#### Work to complete
Filter the entries beneath this task, copying only the lines that hold the word "Lazy".

[Stored data entries]
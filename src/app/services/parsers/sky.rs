//! Sky condition parser
//!
//! Handles clear-sky codes (`SKC`, `CLR`, `NSC`, `NCD`), cloud layers with
//! three-digit heights in hundreds of feet, vertical visibility (`VV`),
//! `///` placeholders from automated stations, and `CB`/`TCU` convective
//! markers.

use once_cell::sync::Lazy;
use regex::Regex;

use crate::app::models::{ConvectiveType, SkyCover, SkyLayer};
use crate::constants::HEIGHT_GROUP_FEET;
use crate::error::ComponentError;

static LAYER: Lazy<Regex> = Lazy::new(|| {
    Regex::new(r"^(FEW|SCT|BKN|OVC|VV|///)(\d{3}|///)(CB|TCU|///)?$").expect("sky layer pattern")
});

/// Parse a sky condition token into a [`SkyLayer`] value
pub fn parse_sky(token: &str) -> Result<SkyLayer, ComponentError> {
    // Clear-sky codes stand alone without a height group.
    if crate::constants::CLEAR_SKY_CODES.contains(&token) {
        let cover = SkyCover::from_code(token)
            .ok_or_else(|| ComponentError::sky(token, "unknown clear-sky code"))?;
        return Ok(SkyLayer {
            cover,
            height_ft: None,
            convective: None,
        });
    }

    let caps = LAYER
        .captures(token)
        .ok_or_else(|| ComponentError::sky(token, "does not match the sky condition grammar"))?;

    let cover = SkyCover::from_code(&caps[1])
        .ok_or_else(|| ComponentError::sky(token, "unknown coverage code"))?;

    // /// marks a height the automated system could not determine.
    let height_ft = if &caps[2] == "///" {
        None
    } else {
        let hundreds: u32 = caps[2]
            .parse()
            .map_err(|_| ComponentError::sky(token, "non-numeric height"))?;
        Some(hundreds * HEIGHT_GROUP_FEET)
    };

    let convective = match caps.get(3).map(|m| m.as_str()) {
        Some("CB") => Some(ConvectiveType::Cumulonimbus),
        Some("TCU") => Some(ConvectiveType::ToweringCumulus),
        _ => None,
    };

    Ok(SkyLayer {
        cover,
        height_ft,
        convective,
    })
}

#### Exercise output
use once_cell::sync::Lazy;
static LAYER: Lazy<Regex> = Lazy::new(|| {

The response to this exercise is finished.